== Exercise inputs

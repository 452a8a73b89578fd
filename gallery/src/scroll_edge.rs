use std::{cell::Cell, fmt, future::Future, rc::Rc};

use futures::future::LocalBoxFuture;

use crate::scheduler::Scheduler;

/// How far below the top threshold the container is re-anchored after a
/// "load previous" callback settles.
pub const TOP_REANCHOR_DISTANCE: f64 = 100.0;

/// A scrollable element the detector can observe.
///
/// Geometry follows the DOM: `scroll_extent` is the total scrollable height,
/// `scroll_offset` the distance scrolled from the top and `viewport_extent`
/// the visible height.
pub trait ScrollContainer: Clone + 'static {
    /// Token identifying a registered scroll listener.
    type Listener: 'static;

    /// Total scrollable extent of the content.
    fn scroll_extent(&self) -> f64;
    /// Current distance scrolled from the top.
    fn scroll_offset(&self) -> f64;
    /// Visible extent of the container.
    fn viewport_extent(&self) -> f64;
    /// Programmatically scroll to `offset`.
    fn set_scroll_offset(&self, offset: f64);

    /// Call `handler` on every scroll event. Returns `None` if the listener
    /// could not be registered.
    fn add_scroll_listener(&self, handler: Rc<dyn Fn()>) -> Option<Self::Listener>;
    /// Remove a listener registered with [`add_scroll_listener`](Self::add_scroll_listener).
    fn remove_scroll_listener(&self, listener: Self::Listener);
}

/// What an edge callback hands back to the detector.
pub enum EdgeResponse {
    /// Nothing left to do.
    Ready,
    /// Work still in flight. The detector spawns it and, for the top edge,
    /// re-anchors the scroll position once it settles.
    Pending(LocalBoxFuture<'static, ()>),
}

impl EdgeResponse {
    /// Wrap an in-flight load.
    pub fn pending(future: impl Future<Output = ()> + 'static) -> Self {
        EdgeResponse::Pending(Box::pin(future))
    }
}

impl From<()> for EdgeResponse {
    fn from(_: ()) -> Self {
        EdgeResponse::Ready
    }
}

impl fmt::Debug for EdgeResponse {
    fn fmt(&self, f: &mut fmt::Formatter<'_>) -> fmt::Result {
        match self {
            EdgeResponse::Ready => f.write_str("Ready"),
            EdgeResponse::Pending(_) => f.write_str("Pending"),
        }
    }
}

/// Callback run when the container nears an edge.
pub type EdgeCallback = Rc<dyn Fn() -> EdgeResponse>;

/// Whether the bottom callback may fire again before the content grows.
#[derive(Debug, Clone, Copy, PartialEq, Eq, Default)]
pub enum BottomLatch {
    /// Fire on every scroll event within the bottom offset.
    #[default]
    Disabled,
    /// Fire once, then stay quiet until the scroll extent grows.
    UntilContentGrows,
}

/// Configuration for a [`ScrollEdgeDetector`].
#[derive(Clone, Default)]
pub struct ScrollEdgeOptions {
    /// Called when the distance to the bottom is at most `bottom_offset`.
    pub on_reach_bottom: Option<EdgeCallback>,
    /// Pixel tolerance for the bottom edge.
    pub bottom_offset: f64,
    /// Called when the scroll offset is at most `top_offset`.
    pub on_reach_top: Option<EdgeCallback>,
    /// Pixel tolerance for the top edge.
    pub top_offset: f64,
    /// Repeat-trigger policy for the bottom edge.
    pub bottom_latch: BottomLatch,
}

impl ScrollEdgeOptions {
    /// Set the "load more" callback.
    pub fn on_reach_bottom<R>(mut self, callback: impl Fn() -> R + 'static) -> Self
    where
        R: Into<EdgeResponse>,
    {
        self.on_reach_bottom = Some(Rc::new(move || callback().into()));
        self
    }

    /// Set the "load previous" callback.
    pub fn on_reach_top<R>(mut self, callback: impl Fn() -> R + 'static) -> Self
    where
        R: Into<EdgeResponse>,
    {
        self.on_reach_top = Some(Rc::new(move || callback().into()));
        self
    }

    /// Set the bottom tolerance.
    pub fn bottom_offset(mut self, offset: f64) -> Self {
        self.bottom_offset = offset;
        self
    }

    /// Set the top tolerance.
    pub fn top_offset(mut self, offset: f64) -> Self {
        self.top_offset = offset;
        self
    }

    /// Set the bottom repeat-trigger policy.
    pub fn bottom_latch(mut self, latch: BottomLatch) -> Self {
        self.bottom_latch = latch;
        self
    }
}

impl fmt::Debug for ScrollEdgeOptions {
    fn fmt(&self, f: &mut fmt::Formatter<'_>) -> fmt::Result {
        f.debug_struct("ScrollEdgeOptions")
            .field("on_reach_bottom", &self.on_reach_bottom.is_some())
            .field("bottom_offset", &self.bottom_offset)
            .field("on_reach_top", &self.on_reach_top.is_some())
            .field("top_offset", &self.top_offset)
            .field("bottom_latch", &self.bottom_latch)
            .finish()
    }
}

/// Per-container bookkeeping.
#[derive(Debug, Clone, Copy, PartialEq, Default)]
pub struct ScrollObserverState {
    /// Scroll extent seen on the previous event.
    pub previous_scroll_extent: f64,
    /// Whether the bottom callback already fired for the current extent.
    pub has_reached_bottom_edge: bool,
}

/// Which callbacks a scroll event triggered.
#[derive(Debug, Clone, Copy, PartialEq, Eq, Default)]
pub struct EdgeHits {
    /// `on_reach_top` ran.
    pub top: bool,
    /// `on_reach_bottom` ran.
    pub bottom: bool,
}

/// Turns raw scroll positions into "near top" / "near bottom" events.
pub struct ScrollEdgeDetector<S: Scheduler> {
    scheduler: S,
    options: ScrollEdgeOptions,
    state: Cell<ScrollObserverState>,
}

impl<S: Scheduler> ScrollEdgeDetector<S> {
    /// Create a detector that isn't attached to anything yet.
    pub fn new(scheduler: S, options: ScrollEdgeOptions) -> Self {
        Self {
            scheduler,
            options,
            state: Cell::new(ScrollObserverState::default()),
        }
    }

    /// Listen to scroll events on `element`.
    ///
    /// Returns `None` when there is no element yet (an unbound node ref, for
    /// example) or the listener could not be registered.
    pub fn attach<C: ScrollContainer>(self, element: Option<C>) -> Option<ScrollSubscription<C>> {
        let element = element?;
        let detector = Rc::new(self);
        let handler: Rc<dyn Fn()> = {
            let element = element.clone();
            Rc::new(move || {
                detector.handle_scroll(&element);
            })
        };

        match element.add_scroll_listener(handler) {
            Some(listener) => Some(ScrollSubscription {
                element,
                listener: Some(listener),
            }),
            None => {
                leptos::logging::debug_warn!("Failed to register scroll listener.");
                None
            }
        }
    }

    /// Process one scroll event on `container`.
    ///
    /// The top edge is checked before the bottom edge. A container short
    /// enough to satisfy both thresholds triggers both callbacks.
    pub fn handle_scroll<C: ScrollContainer>(&self, container: &C) -> EdgeHits {
        let extent = container.scroll_extent();
        let offset = container.scroll_offset();
        let viewport = container.viewport_extent();

        let mut state = self.state.get();
        if extent > state.previous_scroll_extent {
            // New content moved the bottom boundary.
            state.has_reached_bottom_edge = false;
        }
        state.previous_scroll_extent = extent;
        self.state.set(state);

        let mut hits = EdgeHits::default();

        if let Some(on_reach_top) = &self.options.on_reach_top {
            if offset <= self.options.top_offset {
                hits.top = true;
                if let EdgeResponse::Pending(load) = on_reach_top() {
                    self.reanchor_after(load, container.clone());
                }
            }
        }

        if let Some(on_reach_bottom) = &self.options.on_reach_bottom {
            let distance_from_bottom = (extent - offset - viewport).floor();
            if distance_from_bottom <= self.options.bottom_offset && self.take_bottom_latch() {
                hits.bottom = true;
                if let EdgeResponse::Pending(load) = on_reach_bottom() {
                    self.scheduler.spawn_local(load);
                }
            }
        }

        hits
    }

    /// Snapshot of the bookkeeping state.
    pub fn state(&self) -> ScrollObserverState {
        self.state.get()
    }

    /// The options this detector was created with.
    pub fn options(&self) -> &ScrollEdgeOptions {
        &self.options
    }

    /// Whether the bottom callback may fire now, latching it if the policy
    /// asks for that.
    fn take_bottom_latch(&self) -> bool {
        match self.options.bottom_latch {
            BottomLatch::Disabled => true,
            BottomLatch::UntilContentGrows => {
                let mut state = self.state.get();
                if state.has_reached_bottom_edge {
                    return false;
                }
                state.has_reached_bottom_edge = true;
                self.state.set(state);
                true
            }
        }
    }

    /// Once `load` settles, move the container just below the top threshold on
    /// the next frame so prepended content doesn't yank the view.
    fn reanchor_after<C: ScrollContainer>(&self, load: LocalBoxFuture<'static, ()>, container: C) {
        let target = self.options.top_offset + TOP_REANCHOR_DISTANCE;
        let frames = self.scheduler.clone();
        self.scheduler.spawn_local(Box::pin(async move {
            load.await;
            frames.request_animation_frame(Box::new(move || container.set_scroll_offset(target)));
        }));
    }
}

/// Live scroll listener. Dropping it removes the listener.
pub struct ScrollSubscription<C: ScrollContainer> {
    element: C,
    listener: Option<C::Listener>,
}

impl<C: ScrollContainer> ScrollSubscription<C> {
    /// Remove the listener now.
    pub fn detach(mut self) {
        self.remove();
    }

    /// The observed element.
    pub fn element(&self) -> &C {
        &self.element
    }

    fn remove(&mut self) {
        if let Some(listener) = self.listener.take() {
            self.element.remove_scroll_listener(listener);
        }
    }
}

impl<C: ScrollContainer> Drop for ScrollSubscription<C> {
    fn drop(&mut self) {
        self.remove();
    }
}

====

### Your instructions
Pick from the records each line that contains the word "LocalBoxFuture" and show it.

### Written reply
use futures::future::LocalBoxFuture;
    Pending(LocalBoxFuture<'static, ()>),
    fn reanchor_after<C: ScrollContainer>(&self, load: LocalBoxFuture<'static, ()>, container: C) {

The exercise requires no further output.